# [PROBLEM TO SOLVE]
All lines that hold the string "axum" should be copied. Find them in the listing below.

# [AVAILABLE DATA]
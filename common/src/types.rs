use serde::Serialize;

#[derive(Debug, Clone, Copy, PartialEq, Eq)]
pub enum ChannelSelector {
    Id(u8),
    All,
}

#[derive(Debug, Clone, Copy, PartialEq, Eq)]
pub enum RelayAction {
    On,
    Off,
    Toggle,
}

impl RelayAction {
    pub fn parse(value: &str) -> Option<Self> {
        match value {
            "on" => Some(Self::On),
            "off" => Some(Self::Off),
            "toggle" => Some(Self::Toggle),
            _ => None,
        }
    }

    pub fn as_str(self) -> &'static str {
        match self {
            Self::On => "on",
            Self::Off => "off",
            Self::Toggle => "toggle",
        }
    }
}

/// Who is asking for a state change, and the credentials they supplied.
#[derive(Debug, Clone, Default, PartialEq, Eq)]
pub struct ActivationRequest {
    pub user: String,
    pub source: String,
    pub password: Option<String>,
    pub confirmed: bool,
}

impl ActivationRequest {
    pub fn new(user: impl Into<String>, source: impl Into<String>) -> Self {
        Self {
            user: user.into(),
            source: source.into(),
            password: None,
            confirmed: false,
        }
    }

    /// Request originating from the firmware itself (boot restore, shutdown).
    pub fn system(trigger: &str) -> Self {
        Self::new(trigger, "system")
    }

    pub fn with_password(mut self, password: impl Into<String>) -> Self {
        self.password = Some(password.into());
        self
    }

    pub fn confirmed(mut self) -> Self {
        self.confirmed = true;
        self
    }
}

#[derive(Debug, Clone, Copy, PartialEq, Eq)]
pub enum ShutoffReason {
    HeartbeatTimeout,
    MaxOnTimeExceeded,
    TimeWindowViolation,
    EmergencyStop,
}

impl ShutoffReason {
    pub fn as_str(self) -> &'static str {
        match self {
            Self::HeartbeatTimeout => "heartbeat_timeout",
            Self::MaxOnTimeExceeded => "max_on_time_exceeded",
            Self::TimeWindowViolation => "time_window_violation",
            Self::EmergencyStop => "emergency_stop",
        }
    }
}

#[derive(Debug, Clone, Copy, PartialEq, Eq)]
pub enum EventKind {
    RelayChange,
    SafetyShutoff,
}

impl EventKind {
    pub fn as_str(self) -> &'static str {
        match self {
            Self::RelayChange => "relay_change",
            Self::SafetyShutoff => "safety_shutoff",
        }
    }
}

/// Typed state-change or safety event, produced under the channel lock and
/// published once the lock is released. Channel 0 denotes every channel.
#[derive(Debug, Clone, PartialEq, Eq)]
pub struct RelayEvent {
    pub kind: EventKind,
    pub channel: u8,
    pub state: Option<bool>,
    pub reason: Option<String>,
    pub trigger: String,
    pub source: String,
    pub at_ms: u64,
}

impl RelayEvent {
    pub fn relay_change(
        channel: u8,
        state: bool,
        reason: Option<&str>,
        request: &ActivationRequest,
        at_ms: u64,
    ) -> Self {
        Self {
            kind: EventKind::RelayChange,
            channel,
            state: Some(state),
            reason: reason.map(str::to_string),
            trigger: request.user.clone(),
            source: request.source.clone(),
            at_ms,
        }
    }

    pub fn safety_shutoff(
        channel: u8,
        reason: ShutoffReason,
        trigger: &str,
        source: &str,
        at_ms: u64,
    ) -> Self {
        Self {
            kind: EventKind::SafetyShutoff,
            channel,
            state: Some(false),
            reason: Some(reason.as_str().to_string()),
            trigger: trigger.to_string(),
            source: source.to_string(),
            at_ms,
        }
    }
}

#[derive(Debug, Clone, PartialEq, Eq, Serialize)]
pub struct ChannelStatus {
    pub channel: u8,
    pub name: String,
    pub enabled: bool,
    pub function: &'static str,
    pub on: bool,
    #[serde(rename = "outputLevel")]
    pub output_level: bool,
    #[serde(rename = "awaitingHeartbeat")]
    pub awaiting_heartbeat: bool,
    #[serde(rename = "heartbeatSource", skip_serializing_if = "Option::is_none")]
    pub heartbeat_source: Option<String>,
    #[serde(rename = "heartbeatSequence", skip_serializing_if = "Option::is_none")]
    pub heartbeat_sequence: Option<u32>,
    #[serde(rename = "heartbeatGaps", skip_serializing_if = "Option::is_none")]
    pub heartbeat_gaps: Option<u32>,
    #[serde(rename = "heartbeatAgeMs", skip_serializing_if = "Option::is_none")]
    pub heartbeat_age_ms: Option<u64>,
    #[serde(rename = "onDurationMs")]
    pub on_duration_ms: u64,
    #[serde(rename = "maxOnTimeMs")]
    pub max_on_time_ms: u64,
    #[serde(rename = "safetyShutoff")]
    pub safety_shutoff: bool,
    #[serde(rename = "lastStateChangeMs")]
    pub last_state_change_ms: u64,
    #[serde(rename = "hardwareFaults")]
    pub hardware_faults: u32,
    #[serde(rename = "pendingConfig")]
    pub pending_config: bool,
}

#[derive(Debug, Clone, PartialEq, Eq, Serialize)]
pub struct ControllerStatus {
    #[serde(rename = "emergencyStop")]
    pub emergency_stop: bool,
    #[serde(rename = "uptimeMs")]
    pub uptime_ms: u64,
    #[serde(rename = "lastTickMs")]
    pub last_tick_ms: u64,
    pub channels: Vec<ChannelStatus>,
}
use std::{net::SocketAddr, sync::Arc, time::Duration};

use anyhow::Context;
use axum::{
    extract::{Path, State},
    http::StatusCode,
    response::IntoResponse,
    routing::{get, post},
    Json, Router,
};
use rumqttc::{AsyncClient, Event, Incoming, MqttOptions, QoS};
use serde::Serialize;
use serde_json::Value;
use tokio::{net::TcpListener, time::MissedTickBehavior};
use tracing::{debug, info, warn};
use tracing_subscriber::EnvFilter;

use relaynode_common::{
    command::DEFAULT_USER, ActivationRequest, BatchOutcome, Clock, CommandError,
    CommandProcessor, ConfigureOutcome, Dispatched, NetworkConfig, PlatformRequest, RelayController,
    RelayError, RuntimeConfig, SafetyConfig, Topics, ValidationError,
};

use crate::{
    adapters::{MqttPublisher, SimulatedOutputs, SystemClock},
    store::AppStore,
};

#[derive(Clone)]
struct AppState {
    controller: Arc<RelayController>,
    processor: Arc<CommandProcessor>,
    mqtt: AsyncClient,
    store: AppStore,
}

#[derive(Debug, Serialize)]
struct ErrorBody {
    error: String,
    kind: &'static str,
}

#[derive(Debug, Serialize)]
struct ChannelFailure {
    channel: u8,
    kind: &'static str,
    error: String,
}

#[derive(Debug, Serialize)]
struct RelayResponse {
    succeeded: usize,
    skipped: Vec<u8>,
    failed: Vec<ChannelFailure>,
}

impl From<BatchOutcome> for RelayResponse {
    fn from(outcome: BatchOutcome) -> Self {
        let failed = outcome
            .results
            .iter()
            .filter_map(|(channel, result)| {
                result.as_ref().err().map(|err| ChannelFailure {
                    channel: *channel,
                    kind: err.kind(),
                    error: err.to_string(),
                })
            })
            .collect();
        Self {
            succeeded: outcome.succeeded,
            skipped: outcome.skipped,
            failed,
        }
    }
}

#[derive(Debug, Serialize)]
struct EmergencyStopResponse {
    #[serde(rename = "switchedOff")]
    switched_off: usize,
}

#[derive(Debug, Serialize)]
struct EmergencyResetResponse {
    #[serde(rename = "wasActive")]
    was_active: bool,
}

#[derive(Debug, Serialize)]
struct ReloadResponse {
    applied: usize,
    deferred: usize,
}

pub async fn run() -> anyhow::Result<()> {
    tracing_subscriber::fmt()
        .with_env_filter(EnvFilter::from_default_env())
        .init();

    let store = AppStore::new();
    let mut runtime = store.load_runtime_config().await.unwrap_or_else(|err| {
        warn!("failed to load runtime config from store: {err:#}");
        RuntimeConfig::default()
    });
    runtime.sanitize();
    if let Err(err) = runtime.validate() {
        warn!("stored channel table rejected ({err}); using defaults");
        runtime.channels = RuntimeConfig::default().channels;
    }
    apply_env_overrides(&mut runtime.network);

    let mut mqtt_options = MqttOptions::new(
        runtime.network.device_id.clone(),
        runtime.network.mqtt_host.clone(),
        runtime.network.mqtt_port,
    );
    mqtt_options.set_keep_alive(Duration::from_secs(30));
    if !runtime.network.mqtt_user.is_empty() {
        mqtt_options.set_credentials(
            runtime.network.mqtt_user.clone(),
            runtime.network.mqtt_pass.clone(),
        );
    }
    let (mqtt, eventloop) = AsyncClient::new(mqtt_options, 64);

    let clock = Arc::new(SystemClock::new(&runtime.timezone));
    let topics = Topics::new(&runtime.network.topic_prefix, &runtime.network.device_id);
    let controller = Arc::new(
        RelayController::new(
            runtime.channels.clone(),
            &runtime.safety,
            topics,
            Arc::new(SimulatedOutputs::default()),
            Arc::new(MqttPublisher::new(mqtt.clone())),
            clock.clone(),
        )
        .context("failed to initialize relay controller")?,
    );
    info!(
        channels = controller.channel_count(),
        timezone = %clock.timezone(),
        heartbeat_timeout_ms = controller.heartbeat_timeout_ms(),
        "relay node starting"
    );

    if runtime.restore_states_on_boot {
        match store.load_channel_states().await {
            Ok(states) => {
                let restored = controller.restore_states(&states);
                info!(restored, "channel states restored");
            }
            Err(err) => warn!("failed to load channel states: {err:#}"),
        }
    }

    let app_state = AppState {
        processor: Arc::new(CommandProcessor::new(controller.clone())),
        controller,
        mqtt,
        store,
    };

    spawn_mqtt_loop(app_state.clone(), eventloop);
    spawn_safety_loop(app_state.controller.clone(), clock, &runtime.safety);
    spawn_state_publish_loop(app_state.clone(), &runtime.safety);
    spawn_state_save_loop(app_state.clone(), &runtime.safety);

    let app = Router::new()
        .route("/api/status", get(handle_get_status))
        .route("/api/relays/reset", post(handle_reset_relays))
        .route("/api/relays/{channel}", post(handle_set_relay))
        .route("/api/emergency-stop", post(handle_emergency_stop))
        .route("/api/emergency-stop/reset", post(handle_emergency_reset))
        .route("/api/config/reload", post(handle_reload_config))
        .with_state(app_state.clone());

    let port = std::env::var("RELAYNODE_HTTP_PORT")
        .ok()
        .and_then(|value| value.parse::<u16>().ok())
        .unwrap_or(8080);
    let addr = SocketAddr::from(([0, 0, 0, 0], port));
    let listener = TcpListener::bind(addr)
        .await
        .with_context(|| format!("failed to bind controller server at {addr}"))?;

    info!("controller listening on http://{addr}");
    axum::serve(listener, app)
        .with_graceful_shutdown(shutdown_signal())
        .await?;

    shut_down(&app_state).await;
    Ok(())
}

fn apply_env_overrides(network: &mut NetworkConfig) {
    if let Ok(host) = std::env::var("MQTT_HOST") {
        network.mqtt_host = host;
    }
    if let Some(port) = std::env::var("MQTT_PORT")
        .ok()
        .and_then(|value| value.parse::<u16>().ok())
    {
        network.mqtt_port = port;
    }
    if let Ok(user) = std::env::var("MQTT_USER") {
        network.mqtt_user = user;
    }
    if let Ok(pass) = std::env::var("MQTT_PASS") {
        network.mqtt_pass = pass;
    }
}

fn subscribe_topics(mqtt: &AsyncClient, topics: &Topics) {
    for topic in topics.subscriptions() {
        if let Err(err) = mqtt.try_subscribe(topic, QoS::AtLeastOnce) {
            warn!("subscribe to {topic} failed: {err}");
        }
    }
}

fn spawn_mqtt_loop(app_state: AppState, mut eventloop: rumqttc::EventLoop) {
    tokio::spawn(async move {
        loop {
            match eventloop.poll().await {
                Ok(Event::Incoming(Incoming::Publish(message))) => {
                    handle_mqtt_message(&app_state, &message.topic, &message.payload);
                }
                Ok(Event::Incoming(Incoming::ConnAck(_))) => {
                    info!("mqtt connected");
                    subscribe_topics(&app_state.mqtt, app_state.controller.topics());
                    app_state.controller.publish_status();
                }
                Ok(_) => {}
                Err(err) => {
                    warn!("mqtt poll error: {err}");
                    tokio::time::sleep(Duration::from_secs(2)).await;
                }
            }
        }
    });
}

fn handle_mqtt_message(app_state: &AppState, topic: &str, payload: &[u8]) {
    // Rejections are already logged and reported on the error topic.
    let Ok(dispatched) = app_state.processor.handle(topic, payload) else {
        return;
    };
    debug!(topic, ?dispatched, "mqtt command handled");
    if let Dispatched::Platform(request) = dispatched {
        tokio::spawn(handle_platform_request(app_state.clone(), request));
    }
}

async fn handle_platform_request(app_state: AppState, request: PlatformRequest) {
    match request {
        PlatformRequest::Reboot { delay_s } => {
            warn!(delay_s, "reboot requested; host builds cannot reboot");
        }
        PlatformRequest::Ota { url } => {
            warn!(url = url.as_str(), "OTA update requested; only available on device builds");
        }
        PlatformRequest::ResetConfig => {
            if let Err(err) = reset_config(&app_state).await {
                warn!("configuration reset failed: {err:#}");
            }
        }
    }
}

/// Restores default channel and safety settings; network settings are kept.
async fn reset_config(app_state: &AppState) -> anyhow::Result<()> {
    let defaults = RuntimeConfig::default();
    let mut runtime = app_state.store.load_runtime_config().await?;
    runtime.channels = defaults.channels;
    runtime.safety = defaults.safety;
    runtime.restore_states_on_boot = defaults.restore_states_on_boot;
    app_state.store.save_runtime_config(&runtime).await?;

    let outcomes = app_state
        .controller
        .reconfigure(runtime.channels)
        .context("saved defaults; restart required to apply them")?;
    let (applied, deferred) = count_outcomes(&outcomes);
    info!(applied, deferred, "configuration reset to defaults");
    Ok(())
}

fn spawn_safety_loop(
    controller: Arc<RelayController>,
    clock: Arc<SystemClock>,
    safety: &SafetyConfig,
) {
    let period = Duration::from_millis(safety.sweep_interval_ms);
    tokio::spawn(async move {
        let mut interval = tokio::time::interval(period);
        interval.set_missed_tick_behavior(MissedTickBehavior::Skip);
        loop {
            interval.tick().await;
            let report = controller.tick(clock.now());
            if report.shutoffs > 0 {
                info!(shutoffs = report.shutoffs, "safety sweep switched channels off");
            }
        }
    });
}

fn spawn_state_publish_loop(app_state: AppState, safety: &SafetyConfig) {
    let period = Duration::from_millis(safety.status_publish_interval_ms);
    tokio::spawn(async move {
        let mut interval = tokio::time::interval(period);
        loop {
            interval.tick().await;
            app_state.controller.publish_status();
        }
    });
}

fn spawn_state_save_loop(app_state: AppState, safety: &SafetyConfig) {
    let period = Duration::from_millis(safety.state_save_debounce_ms);
    tokio::spawn(async move {
        let mut interval = tokio::time::interval(period);
        interval.set_missed_tick_behavior(MissedTickBehavior::Delay);
        loop {
            interval.tick().await;
            if !app_state.controller.take_states_dirty() {
                continue;
            }
            let states = app_state.controller.channel_states();
            if let Err(err) = app_state.store.save_channel_states(&states).await {
                warn!("failed to persist channel states: {err:#}");
            }
        }
    });
}

async fn shutdown_signal() {
    if let Err(err) = tokio::signal::ctrl_c().await {
        warn!("failed to listen for shutdown signal: {err}");
        std::future::pending::<()>().await;
    }
    info!("shutdown requested");
}

/// Persists the live states for the next boot, then drives every output off.
async fn shut_down(app_state: &AppState) {
    let states = app_state.controller.channel_states();
    if let Err(err) = app_state.store.save_channel_states(&states).await {
        warn!("failed to persist channel states: {err:#}");
    }
    app_state
        .controller
        .reset_channels(&ActivationRequest::system("shutdown"));
    info!("all channels off; controller stopped");
}

async fn handle_get_status(State(state): State<AppState>) -> impl IntoResponse {
    Json(state.controller.status())
}

async fn handle_set_relay(
    State(state): State<AppState>,
    Path(channel): Path<String>,
    Json(body): Json<Value>,
) -> axum::response::Response {
    let route = format!("POST /api/relays/{channel}");
    let payload = match body {
        Value::Object(mut fields) => {
            let channel = match channel.parse::<u64>() {
                Ok(id) => Value::from(id),
                Err(_) => Value::String(channel),
            };
            fields.insert("channel".to_string(), channel);
            fields
                .entry("source")
                .or_insert_with(|| Value::String("http".to_string()));
            Value::Object(fields)
        }
        other => other,
    };

    match state.processor.handle_relay(&route, payload) {
        Ok(Dispatched::Relay(outcome)) => Json(RelayResponse::from(outcome)).into_response(),
        Ok(other) => {
            debug!(?other, "unexpected dispatch result for relay command");
            StatusCode::NO_CONTENT.into_response()
        }
        Err(err) => command_error_response(&err),
    }
}

async fn handle_emergency_stop(State(state): State<AppState>) -> impl IntoResponse {
    let switched_off = state
        .controller
        .emergency_stop(&ActivationRequest::new(DEFAULT_USER, "http"));
    Json(EmergencyStopResponse { switched_off })
}

async fn handle_emergency_reset(State(state): State<AppState>) -> impl IntoResponse {
    let was_active = state
        .controller
        .reset_emergency_stop(&ActivationRequest::new(DEFAULT_USER, "http"));
    Json(EmergencyResetResponse { was_active })
}

async fn handle_reset_relays(State(state): State<AppState>) -> impl IntoResponse {
    state
        .controller
        .reset_channels(&ActivationRequest::new(DEFAULT_USER, "http"));
    Json(state.controller.status())
}

async fn handle_reload_config(State(state): State<AppState>) -> axum::response::Response {
    let channels = match state.store.load_channels().await {
        Ok(channels) => channels,
        Err(err) => {
            warn!("config reload failed: {err:#}");
            return error_response(
                StatusCode::INTERNAL_SERVER_ERROR,
                "config_unreadable",
                &format!("{err:#}"),
            );
        }
    };
    match state.controller.reconfigure(channels) {
        Ok(outcomes) => {
            let (applied, deferred) = count_outcomes(&outcomes);
            info!(applied, deferred, "channel configuration reloaded");
            Json(ReloadResponse { applied, deferred }).into_response()
        }
        Err(err) => error_response(StatusCode::CONFLICT, "restart_required", &err.to_string()),
    }
}

fn count_outcomes(outcomes: &[ConfigureOutcome]) -> (usize, usize) {
    let deferred = outcomes
        .iter()
        .filter(|outcome| **outcome == ConfigureOutcome::Deferred)
        .count();
    (outcomes.len() - deferred, deferred)
}

fn status_for(err: &CommandError) -> StatusCode {
    match err {
        CommandError::Validation(ValidationError::InvalidChannel)
        | CommandError::Relay(RelayError::InvalidChannel(_)) => StatusCode::NOT_FOUND,
        CommandError::Validation(_) | CommandError::Relay(RelayError::MomentaryRequiresChannel) => {
            StatusCode::BAD_REQUEST
        }
        CommandError::Relay(RelayError::Denied(_)) => StatusCode::FORBIDDEN,
        CommandError::Relay(RelayError::EmergencyStopActive) => StatusCode::CONFLICT,
    }
}

fn command_error_response(err: &CommandError) -> axum::response::Response {
    error_response(status_for(err), err.kind(), &err.to_string())
}

fn error_response(
    status: StatusCode,
    kind: &'static str,
    message: &str,
) -> axum::response::Response {
    (
        status,
        Json(ErrorBody {
            error: message.to_string(),
            kind,
        }),
    )
        .into_response()
}
impl RelayChannel {
    pub fn new(config: ChannelConfig, driver: Arc<dyn OutputDriver>) -> Self {
        let output_level = config.inverted_logic;
        Self {
            config,
            pending_config: None,
            state: ChannelState::default(),
            heartbeat: HeartbeatEntry::default(),
            output_level,
            hardware_faults: 0,
            driver,
        }
    }

    /// Drives the output to the level matching the current (off) state.
    pub fn initialize(&mut self, now: Moment) {
        self.state.last_state_change_ms = now.ms;
        self.apply_output();
    }

    pub fn id(&self) -> u8 {
        self.config.channel_id
    }

    pub fn config(&self) -> &ChannelConfig {
        &self.config
    }

    pub fn state(&self) -> &ChannelState {
        &self.state
    }

    pub fn heartbeat(&self) -> &HeartbeatEntry {
        &self.heartbeat
    }

    pub fn is_on(&self) -> bool {
        self.state.logical_on
    }

    pub fn awaiting_heartbeat(&self) -> bool {
        self.heartbeat.is_active()
    }

    /// Level last written to the driver.
    pub fn output_level(&self) -> bool {
        self.output_level
    }

    pub fn hardware_faults(&self) -> u32 {
        self.hardware_faults
    }

    pub fn has_pending_config(&self) -> bool {
        self.pending_config.is_some()
    }

    pub fn turn_on(
        &mut self,
        request: &ActivationRequest,
        now: Moment,
        events: &mut Vec<RelayEvent>,
    ) -> Result<(), DenyReason> {
        self.ensure_enabled()?;
        self.authorize(request, now)?;
        if self.state.logical_on {
            return Ok(());
        }

        self.state.logical_on = true;
        self.state.turned_on_at_ms = Some(now.ms);
        self.state.last_state_change_ms = now.ms;
        self.state.safety_shutoff_triggered = false;
        self.apply_output();
        events.push(RelayEvent::relay_change(
            self.id(),
            true,
            None,
            request,
            now.ms,
        ));
        Ok(())
    }

    /// Never gated by password, confirmation or time window.
    pub fn turn_off(
        &mut self,
        reason: &str,
        request: &ActivationRequest,
        now: Moment,
        events: &mut Vec<RelayEvent>,
    ) -> Result<(), DenyReason> {
        self.ensure_enabled()?;
        self.heartbeat.clear();
        if !self.state.logical_on {
            return Ok(());
        }

        self.de_energize(now);
        events.push(RelayEvent::relay_change(
            self.id(),
            false,
            Some(reason),
            request,
            now.ms,
        ));
        Ok(())
    }

    /// Switching off is never gated; switching on goes through the guards.
    pub fn toggle(
        &mut self,
        request: &ActivationRequest,
        now: Moment,
        events: &mut Vec<RelayEvent>,
    ) -> Result<(), DenyReason> {
        if self.state.logical_on {
            self.turn_off("toggle", request, now, events)
        } else {
            self.turn_on(request, now, events)
        }
    }

    pub fn start_momentary(
        &mut self,
        request: &ActivationRequest,
        now: Moment,
        events: &mut Vec<RelayEvent>,
    ) -> Result<(), DenyReason> {
        self.ensure_momentary()?;
        self.turn_on(request, now, events)?;
        self.heartbeat.arm(&request.source, 0, now.ms);
        Ok(())
    }

    pub fn stop_momentary(
        &mut self,
        request: &ActivationRequest,
        now: Moment,
        events: &mut Vec<RelayEvent>,
    ) -> Result<(), DenyReason> {
        self.ensure_enabled()?;
        self.heartbeat.clear();
        self.turn_off("momentary_stop", request, now, events)
    }

    /// Evaluates heartbeat timeout, max on-time and time window, in that
    /// order. Returns true when a shutoff was triggered by this call.
    pub fn check_safety(
        &mut self,
        now: Moment,
        heartbeat_timeout_ms: u64,
        events: &mut Vec<RelayEvent>,
    ) -> bool {
        if !self.state.logical_on {
            return false;
        }

        let Some(reason) = self.violated_condition(now, heartbeat_timeout_ms) else {
            return false;
        };

        let source = if self.heartbeat.is_active() {
            self.heartbeat.source_id().to_string()
        } else {
            "system".to_string()
        };
        self.force_off(reason, now);
        warn!(
            channel = self.id(),
            reason = reason.as_str(),
            "safety shutoff triggered"
        );
        events.push(RelayEvent::safety_shutoff(
            self.id(),
            reason,
            SAFETY_TRIGGER,
            &source,
            now.ms,
        ));
        true
    }

    /// Replaces the configuration. A channel that is on keeps its hardware
    /// state and parks the new config until [`RelayChannel::reset`].
    pub fn configure(&mut self, config: ChannelConfig, now: Moment) -> ConfigureOutcome {
        if self.state.logical_on {
            info!(
                channel = self.id(),
                "channel is on; configuration deferred until reset"
            );
            self.pending_config = Some(config);
            return ConfigureOutcome::Deferred;
        }
        self.apply_config(config, now);
        ConfigureOutcome::Applied
    }

    /// Explicit return to a known-off state: output off, heartbeat cleared,
    /// safety latch released, parked configuration applied.
    pub fn reset(
        &mut self,
        request: &ActivationRequest,
        now: Moment,
        events: &mut Vec<RelayEvent>,
    ) {
        self.heartbeat.clear();
        if self.state.logical_on {
            self.de_energize(now);
            events.push(RelayEvent::relay_change(
                self.id(),
                false,
                Some("reset"),
                request,
                now.ms,
            ));
        }
        self.state.safety_shutoff_triggered = false;
        if let Some(config) = self.pending_config.take() {
            self.apply_config(config, now);
        }
    }

    pub fn status(&self, now: Moment) -> ChannelStatus {
        let awaiting = self.heartbeat.is_active();
        ChannelStatus {
            channel: self.id(),
            name: self.config.name.clone(),
            enabled: self.config.enabled,
            function: self.config.function_type.as_str(),
            on: self.state.logical_on,
            output_level: self.output_level,
            awaiting_heartbeat: awaiting,
            heartbeat_source: awaiting.then(|| self.heartbeat.source_id().to_string()),
            heartbeat_sequence: awaiting.then(|| self.heartbeat.sequence()),
            heartbeat_gaps: awaiting.then(|| self.heartbeat.gaps()),
            heartbeat_age_ms: awaiting.then(|| self.heartbeat.elapsed_ms(now.ms)),
            on_duration_ms: self.on_duration_ms(now.ms),
            max_on_time_ms: self.config.max_on_time_ms,
            safety_shutoff: self.state.safety_shutoff_triggered,
            last_state_change_ms: self.state.last_state_change_ms,
            hardware_faults: self.hardware_faults,
            pending_config: self.pending_config.is_some(),
        }
    }

    pub fn on_duration_ms(&self, now_ms: u64) -> u64 {
        match self.state.turned_on_at_ms {
            Some(start) if self.state.logical_on => now_ms.saturating_sub(start),
            _ => 0,
        }
    }

    /// Unconditional shutoff used by the safety monitor and emergency stop.
    /// Returns whether the channel was on.
    pub(crate) fn force_off(&mut self, reason: ShutoffReason, now: Moment) -> bool {
        self.heartbeat.clear();
        let was_on = self.state.logical_on;
        if was_on {
            self.de_energize(now);
            // Only an interrupted activation cycle is latched.
            self.state.safety_shutoff_triggered = true;
            info!(channel = self.id(), reason = reason.as_str(), "channel forced off");
        }
        was_on
    }

    pub(crate) fn heartbeat_mut(&mut self) -> &mut HeartbeatEntry {
        &mut self.heartbeat
    }

    pub(crate) fn ensure_momentary(&self) -> Result<(), DenyReason> {
        self.ensure_enabled()?;
        if self.config.function_type != FunctionType::Momentary {
            return Err(DenyReason::NotMomentary);
        }
        Ok(())
    }

    fn ensure_enabled(&self) -> Result<(), DenyReason> {
        if self.config.enabled {
            Ok(())
        } else {
            Err(DenyReason::ChannelDisabled)
        }
    }

    fn authorize(&self, request: &ActivationRequest, now: Moment) -> Result<(), DenyReason> {
        if self.config.requires_password {
            match request.password.as_deref() {
                None | Some("") => return Err(DenyReason::PasswordRequired),
                Some(password) if !self.config.password_matches(password) => {
                    return Err(DenyReason::PasswordIncorrect)
                }
                Some(_) => {}
            }
        }

        if self.config.requires_confirmation && !request.confirmed {
            return Err(DenyReason::ConfirmationRequired);
        }

        if let Some(window) = self.config.time_window {
            if !window.permits(now.minute_of_day) {
                return Err(DenyReason::OutsideTimeWindow);
            }
        }

        Ok(())
    }

    fn violated_condition(&self, now: Moment, heartbeat_timeout_ms: u64) -> Option<ShutoffReason> {
        if self.heartbeat.is_expired(now.ms, heartbeat_timeout_ms) {
            return Some(ShutoffReason::HeartbeatTimeout);
        }

        let max_on = self.config.max_on_time_ms;
        if max_on > 0 && self.on_duration_ms(now.ms) >= max_on {
            return Some(ShutoffReason::MaxOnTimeExceeded);
        }

        if self
            .config
            .time_window
            .is_some_and(|window| window.is_violated(now.minute_of_day))
        {
            return Some(ShutoffReason::TimeWindowViolation);
        }

        None
    }

    fn de_energize(&mut self, now: Moment) {
        self.state.logical_on = false;
        self.state.turned_on_at_ms = None;
        self.state.last_state_change_ms = now.ms;
        self.apply_output();
    }

    fn apply_config(&mut self, config: ChannelConfig, now: Moment) {
        self.config = config;
        self.pending_config = None;
        self.heartbeat.clear();
        self.state = ChannelState {
            last_state_change_ms: now.ms,
            ..ChannelState::default()
        };
        self.apply_output();
    }

    fn apply_output(&mut self) {
        let level = self.state.logical_on ^ self.config.inverted_logic;
        self.output_level = level;
        if let Err(fault) = self.driver.set_output(self.config.output_ref, level) {
            self.hardware_faults = self.hardware_faults.saturating_add(1);
            warn!(channel = self.id(), "{fault}");
        }
    }
}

# [EXERCISE SOLUTION]
use axum::{
    axum::serve(listener, app)
) -> axum::response::Response {
async fn handle_reload_config(State(state): State<AppState>) -> axum::response::Response {
fn command_error_response(err: &CommandError) -> axum::response::Response {
) -> axum::response::Response {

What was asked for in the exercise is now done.